Beitrag von Deerhunter » Montag 10. März 2008, 22:36

Einleitung:
Geschrieben habe ich diese Anleitung für mein Smartphone Palm Treo 680 und mein Nokia 6233.
Die ersten Schritte - Vorbereitungen - Wechsel in den Fulldesktop/Advanced Desktop Mode - Installation von Software - sind auch in anderen Posts und Foren beschrieben, der Vollständigkeit halber, damit man nicht immer "springen" muss, habe ich jedoch den gesamten Arbeitsgang beschrieben.

Vorbereitungen:

Zeit nehmen! „Mal eben schnell“ geht nur eins – nämlich in die Hose! Dies gilt ganz besonders für die eventuell ungewohnte Arbeit an der Konsole.
Ich verwende die Begriffe Terminal und Konsole synonym. Sie ist im „Easy Mode“ über „Ctrl-Alt-t“, im Advanced Mode über „Programme“ – „System“ – „Console“ zu erreichen. Wenn ich im folgenden Text „Kommando“ schreibe, ist damit jeweils die Eingabe der folgenden Zeile an der Konsole gemeint.
Das auf dem Eee eingesetzte Linux ist eine speziell angepasste Konfiguration der XANDROS Distribution, die wiederum zu den DEBIAN Derivaten gehört. Man sollte möglichst innerhalb einer Distribution bleiben, wenn man zusätzliche Software installiert, da man ansonsten Gefahr läuft, dass das System instabil wird. Die folgenden Schritte halten sich im Wesentlichen an diese Regel und haben bei mir und vielen anderen Nutzern problemlos funktioniert. Trotzdem übernehme ich natürlich keine Gewähr, dass das so auf allen Eee funktioniert.
Grundsätzlich sollte man – wenn man kein USB-DVD Laufwerk hat – ein Recovery USB Stick über die beiliegende ASUS DVD erstellen. Benötigte Kapazität: 1GB (Nicht wundern, wenn das Install-Tool 1,3 GB anzeigt, belegt sind nachher ca. 850 MB)
Als zusätzliches Werkzeug empfehle ich ein Linux-Live System auf einem zweiten USB Stick, wie Puppy-Linux.

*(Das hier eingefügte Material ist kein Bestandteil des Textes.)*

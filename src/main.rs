use std::{
    fs,
    io::{self, Read},
    path::PathBuf,
    process,
    str::FromStr,
    time::Instant,
};

use clap::{Parser, ValueEnum};
use sqlfront::{
    errors::errors::Error, lexer::lexer::tokenize, parse_with, render_caret_in, Charset,
    ParserConfig, SqlMode,
};
use tracing::{debug, info};
use tracing_subscriber::EnvFilter;

#[derive(Debug, Clone, Copy, PartialEq, Eq, ValueEnum)]
enum OutputFormat {
    /// Indented tree, one node or token per line
    Tree,
    /// Tree as nested JSON objects
    Json,
    /// Lexer output, one token per line
    Tokens,
    /// One S-expression per statement
    Sexp,
}

#[derive(Parser)]
#[command(name = "sqlfront", about = "Parses a batch of MySQL-dialect SQL statements", version)]
struct Cli {
    /// File holding the batch; standard input when absent
    #[arg(value_name = "FILE")]
    file: Option<PathBuf>,

    /// Comma separated sql_mode, e.g. ANSI_QUOTES,PIPES_AS_CONCAT
    #[arg(long)]
    sql_mode: Option<String>,

    /// Charset the input is encoded in
    #[arg(long)]
    charset: Option<String>,

    /// JSON parser configuration; --sql-mode and --charset override it
    #[arg(long, value_name = "FILE.json")]
    config: Option<PathBuf>,

    #[arg(long, value_enum, default_value_t = OutputFormat::Tree)]
    format: OutputFormat,

    /// Log verbosity (-v debug, -vv trace); RUST_LOG takes precedence
    #[arg(short, long, action = clap::ArgAction::Count)]
    verbose: u8,
}

fn main() {
    let cli = Cli::parse();
    init_logging(cli.verbose);

    let config = match build_config(&cli) {
        Ok(config) => config,
        Err(message) => {
            eprintln!("Error: {}", message);
            process::exit(2);
        }
    };

    let input = match read_input(&cli) {
        Ok(input) => input,
        Err(err) => {
            eprintln!("Error: cannot read input: {}", err);
            process::exit(2);
        }
    };

    if cli.format == OutputFormat::Tokens {
        let stream = tokenize(&input, &config);
        for token in &stream.tokens {
            println!("{} {} {:?}", token.position, token.kind, token.value);
        }
        report(&input, config.charset, &stream.errors);
        return;
    }

    let start = Instant::now();
    let result = parse_with(&input, &config);
    info!(
        "parsed {} statement(s) in {:?}",
        result.statements().count(),
        start.elapsed()
    );

    match cli.format {
        OutputFormat::Tree => print!("{}", result.tree().dump()),
        OutputFormat::Json => match result.tree().to_json() {
            Ok(json) => println!("{}", json),
            Err(err) => {
                eprintln!("Error: cannot serialize tree: {}", err);
                process::exit(2);
            }
        },
        OutputFormat::Sexp => {
            for statement in result.statements() {
                println!("{}", statement.to_sexp());
            }
        }
        OutputFormat::Tokens => {}
    }

    report(&input, config.charset, result.errors());
}

fn init_logging(verbose: u8) {
    let level = match verbose {
        0 => "warn",
        1 => "debug",
        _ => "trace",
    };
    let filter = EnvFilter::try_from_default_env().unwrap_or_else(|_| EnvFilter::new(level));

    tracing_subscriber::fmt()
        .with_env_filter(filter)
        .with_writer(io::stderr)
        .init();
}

fn build_config(cli: &Cli) -> Result<ParserConfig, String> {
    let mut config = match &cli.config {
        Some(path) => {
            let json = fs::read_to_string(path)
                .map_err(|err| format!("cannot read '{}': {}", path.display(), err))?;
            ParserConfig::from_json(&json).map_err(|err| err.to_string())?
        }
        None => ParserConfig::default(),
    };

    if let Some(mode) = &cli.sql_mode {
        config = config.with_sql_mode(SqlMode::from_str(mode).map_err(|err| err.to_string())?);
    }
    if let Some(name) = &cli.charset {
        let charset =
            Charset::from_name(name).ok_or_else(|| format!("unknown charset '{}'", name))?;
        config = config.with_charset(charset);
    }

    debug!("sql_mode={} charset={}", config.sql_mode, config.charset.name());
    Ok(config)
}

fn read_input(cli: &Cli) -> io::Result<Vec<u8>> {
    match &cli.file {
        Some(path) => fs::read(path),
        None => {
            let mut input = vec![];
            io::stdin().read_to_end(&mut input)?;
            Ok(input)
        }
    }
}

/// Prints every error under its source line and exits with status 1 when
/// there were any.
fn report(input: &[u8], charset: Charset, errors: &[Error]) {
    if errors.is_empty() {
        return;
    }

    for error in errors {
        eprint!("{}", render_caret_in(input, charset, error));
    }
    process::exit(1);
}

Das braucht gerade mal 40 MB, da reicht ein 126 MB Stick.
Da ein wenig Arbeit an der Konsole notwendig ist, sollte man ggf. eine Linux-Befehls Referenz mit den Grundbefehlen bereithalten (z.B.: http://www.linuxforen.de/forums/showpos ... ostcount=7
oder
http://www.tnt-computer.de/yanip/lbefehle.html)
Keine Sorge, man braucht nur eine Handvoll:
„sudo“ - Wechsel in „root“-Modus
„cd“ - Verzeichniswechsel:
„cd ..“ – eines höher, bzw „cd name“ – öffne Verzeichnis „name“
„ls“ – Verzeichnisinhalt anzeigen
„mc” - Midnight Comander Dateimanager
… und die, die in u.a. Tutorial stehen.
Wichtig: Die Eingaben an der Konsole/Terminal sind kontextsensitiv und mitunter werden jede Menge Sonderzeichen mit und ohne Leerzeichen verwendet. Wer die Möglichkeit hat und ggf absoluter Newbie ist (oder altersgetrübte Augen hat wie ich) sollte ggf. einen externen Monitor und eine USB Tastatur nutzen, das macht´s ggf einfacher, wenn man am System herumwerkelt.
Datensicherung
Wie immer – eigene Daten und Einstellungen sichern: Die Firefox und Thunderbird Dateien und Einstellungen liegen z.B. im Home-Verzeichnis unter „.mozilla“ und „.thunderbird“
Da sie versteckt sind ( ein Punkt vor dem Name), muss man im „File Manger“ – „Ansicht“ – „Ausgeblendete Dateien anzeigen“ und „Alle Dateisysteme anzeigen“ anklicken.
Da wir bei den folgenden Arbeiten an der Paketverwaltung werkeln werden und dies ein Herzstück unseres Systems ist, sollten wir vorher folgende Dateien auf einen externen Datenträger (USB-Stick) sichern:
Die /etc/apt/sources.list und die /var/lib/dpkg/status. Beide erreicht man mit den Dateimanager über „Alle Dateisysteme“, dann auf das Ordnersymbol mit dem „/“ klicken und dann dem jeweiligen Pfad folgen. Dann wie unter Windows“ Rechtsklick auf die Datei – kopieren – in Sicherungsverzeichnis wechseln – einfügen – fertig.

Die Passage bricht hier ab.